Depending on the format of your existing data set, you may need to convert it to the standard or pivoted shape in order to use csvcubed. See the instructions below on how to achieve this in Python and R.

Converting to the standard shape

To convert data from the pivoted shape into the standard shape, see the following examples using the pandas library in Python and the tidyverse library in R.

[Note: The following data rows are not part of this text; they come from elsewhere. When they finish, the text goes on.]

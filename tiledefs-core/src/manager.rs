//! Scoped runtime definitions
//!
//! A [`Scope`] is a caller-owned override namespace (one per request,
//! session or job) for a single customization key. Definitions registered
//! through the [`DefinitionManager`] land in the scope only: they shadow the
//! shared definitions for lookups through that scope and are invisible
//! everywhere else.

use std::sync::atomic::{AtomicU64, Ordering};
use std::sync::{Arc, Mutex};

use chrono::{DateTime, Utc};
use indexmap::IndexMap;
use uuid::Uuid;

use crate::cache::DefinitionCache;
use crate::definition::Definition;
use crate::error::{DefsError, Result};
use crate::inheritance::InheritanceResolver;
use crate::key::{CustomizationKey, Locale};

/// Prefix of names given to definitions registered without one
pub const ANONYMOUS_PREFIX: &str = "$anonymous";

type Overrides = IndexMap<String, Arc<Definition>>;

/// Caller-local override namespace
#[derive(Debug)]
pub struct Scope<K: CustomizationKey = Locale> {
    id: Uuid,
    key: K,
    /// Created on first registration
    overrides: Mutex<Option<Overrides>>,
    next_anonymous: AtomicU64,
    created_at: DateTime<Utc>,
}

impl<K: CustomizationKey> Scope<K> {
    /// Create an empty scope resolving against `key`
    pub fn new(key: K) -> Self {
        Self {
            id: Uuid::new_v4(),
            key,
            overrides: Mutex::new(None),
            next_anonymous: AtomicU64::new(1),
            created_at: Utc::now(),
        }
    }

    pub fn id(&self) -> Uuid {
        self.id
    }

    pub fn key(&self) -> &K {
        &self.key
    }

    pub fn created_at(&self) -> DateTime<Utc> {
        self.created_at
    }

    /// Definition registered in this scope, if any
    pub fn get(&self, name: &str) -> Option<Arc<Definition>> {
        self.overrides
            .lock()
            .ok()?
            .as_ref()
            .and_then(|overrides| overrides.get(name).cloned())
    }

    pub fn contains(&self, name: &str) -> bool {
        self.get(name).is_some()
    }

    /// Names registered in this scope, in registration order
    pub fn names(&self) -> Vec<String> {
        self.overrides
            .lock()
            .ok()
            .and_then(|guard| guard.as_ref().map(|o| o.keys().cloned().collect()))
            .unwrap_or_default()
    }

    pub fn len(&self) -> usize {
        self.overrides
            .lock()
            .ok()
            .and_then(|guard| guard.as_ref().map(IndexMap::len))
            .unwrap_or(0)
    }

    pub fn is_empty(&self) -> bool {
        self.len() == 0
    }

    /// Drop every registered definition
    pub fn clear(&self) {
        if let Ok(mut overrides) = self.overrides.lock() {
            *overrides = None;
        }
    }

    /// Next counter-based name not yet used in `overrides`
    fn anonymous_name(&self, overrides: &Overrides) -> String {
        loop {
            let n = self.next_anonymous.fetch_add(1, Ordering::Relaxed);
            let name = format!("{}{}", ANONYMOUS_PREFIX, n);
            if !overrides.contains_key(&name) {
                return name;
            }
        }
    }
}

/// Layers scoped runtime definitions over a shared [`DefinitionCache`]
#[derive(Debug, Clone)]
pub struct DefinitionManager<K: CustomizationKey = Locale> {
    cache: Arc<DefinitionCache<K>>,
}

impl<K: CustomizationKey> DefinitionManager<K> {
    pub fn new(cache: Arc<DefinitionCache<K>>) -> Self {
        Self { cache }
    }

    pub fn cache(&self) -> &Arc<DefinitionCache<K>> {
        &self.cache
    }

    /// Register `definition` in `scope`, returning the name it was stored under
    ///
    /// Unnamed definitions get a fresh `$anonymousN` name. Every attribute
    /// must carry a value or an expression. A parent is resolved right away,
    /// scope first and then the shared definitions of the scope's key.
    pub fn add_definition(&self, mut definition: Definition, scope: &Scope<K>) -> Result<String> {
        let mut guard = scope.overrides.lock().map_err(|_| DefsError::LockPoisoned)?;
        let overrides = guard.get_or_insert_with(IndexMap::new);

        let name = match definition.name.clone() {
            Some(name) => name,
            None => {
                let name = scope.anonymous_name(overrides);
                definition.name = Some(name.clone());
                name
            }
        };

        validate(&definition)?;

        let definition = if definition.is_extending() {
            let scoped = &*overrides;
            let mut resolver = InheritanceResolver::new(|parent: &str| {
                if let Some(found) = scoped.get(parent) {
                    return Ok(Some(Definition::clone(found)));
                }
                Ok(self
                    .cache
                    .lookup(parent, &scope.key)?
                    .map(|found| Definition::clone(&found)))
            });
            resolver.resolve(&definition)?
        } else {
            definition
        };

        overrides.insert(name.clone(), Arc::new(definition));
        tracing::debug!(scope = %scope.id, definition = %name, "registered scoped definition");
        Ok(name)
    }

    /// Scoped definition if registered, otherwise the shared one
    pub fn get_definition(&self, name: &str, scope: &Scope<K>) -> Result<Option<Arc<Definition>>> {
        if let Some(found) = scope.get(name) {
            return Ok(Some(found));
        }
        self.cache.lookup(name, &scope.key)
    }
}

/// Every local and cascaded attribute needs a value or an expression
fn validate(definition: &Definition) -> Result<()> {
    match definition.all_attributes().find(|(_, attribute)| attribute.is_empty()) {
        Some((attribute, _)) => Err(DefsError::MissingAttributeValue {
            definition: definition.display_name().to_string(),
            attribute: attribute.clone(),
        }),
        None => Ok(()),
    }
}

Starting with a dataframe in the pivoted shape:

Year Location Number of 'Arthur's Bakes' Revenue (GBP Sterling, Millions)
2022 London 35 25
2021 Cardiff 26 18
import pandas as pd

# Starting with a dataframe in the pivoted format
pivoted_data = pd.DataFrame({
    "Year": [2022, 2021],
    "Location": ["London", "Cardiff"],
    "Number of 'Arthur's Bakes'": [35, 26],
    "Revenue (GBP Sterling, Millions)": [25, 18]
})

# Melt the data frame - this reshapes the data so there are now 'Measure' and 'Value' columns.
standard_shaped_data = pivoted_data.melt(
    id_vars=["Year", "Location"],
    value_vars=["Number of 'Arthur's Bakes'", "Revenue (GBP Sterling, Millions)"],
    var_name="Measure",
    value_name="Value"
)

# Create a units column based on the measure.
standard_shaped_data["Unit"] = standard_shaped_data["Measure"].map({
    "Number of 'Arthur's Bakes'": "Count",
    "Revenue (GBP Sterling, Millions)": "GBP Sterling, Millions"
})

# Rename the measures now that the units have been extracted into their own column.
standard_shaped_data["Measure"] = standard_shaped_data["Measure"].replace({
    "Revenue (GBP Sterling, Millions)": "Revenue"
})

# Output the data to CSV for input to csvcubed.
standard_shaped_data.to_csv("my-data.csv", index=False)
library(tidyverse)

pivoted_shape_data <- tibble(
    Year = c(2022, 2021),
    Location = c("London", "Cardiff"),
    `Number of 'Arthur's Bakes'` = c(35, 26),
    `Revenue (GBP Sterling, Millions)` = c(25, 18)
)

standard_shape_data <- pivoted_shape_data %>%
    # Re-pivot the data frame - this reshapes the data so there are now 'Measure' and 'Value' columns.
    pivot_longer(
        cols = c(`Number of 'Arthur's Bakes'`, "Revenue (GBP Sterling, Millions)"),
        names_to="Measure",
        values_to="Value"
    ) %>%
    # Create a units column based on the measure.
    add_column(
        `Unit` = recode(
            .$Measure,
            `Number of 'Arthur's Bakes'` = "Count",
            `Revenue (GBP Sterling, Millions)` = "GBP Sterling, Millions"
        )
    ) %>%
    # Rename the measures now that the units have been extracted into their own column.
    mutate(
        `Measure` = recode(
            .$Measure,
            `Revenue (GBP Sterling, Millions)` = "Revenue"
        )
    )

# Output the data to CSV for input to csvcubed.
standard_shape_data %>% write.csv(file="my-data.csv", row.names=FALSE)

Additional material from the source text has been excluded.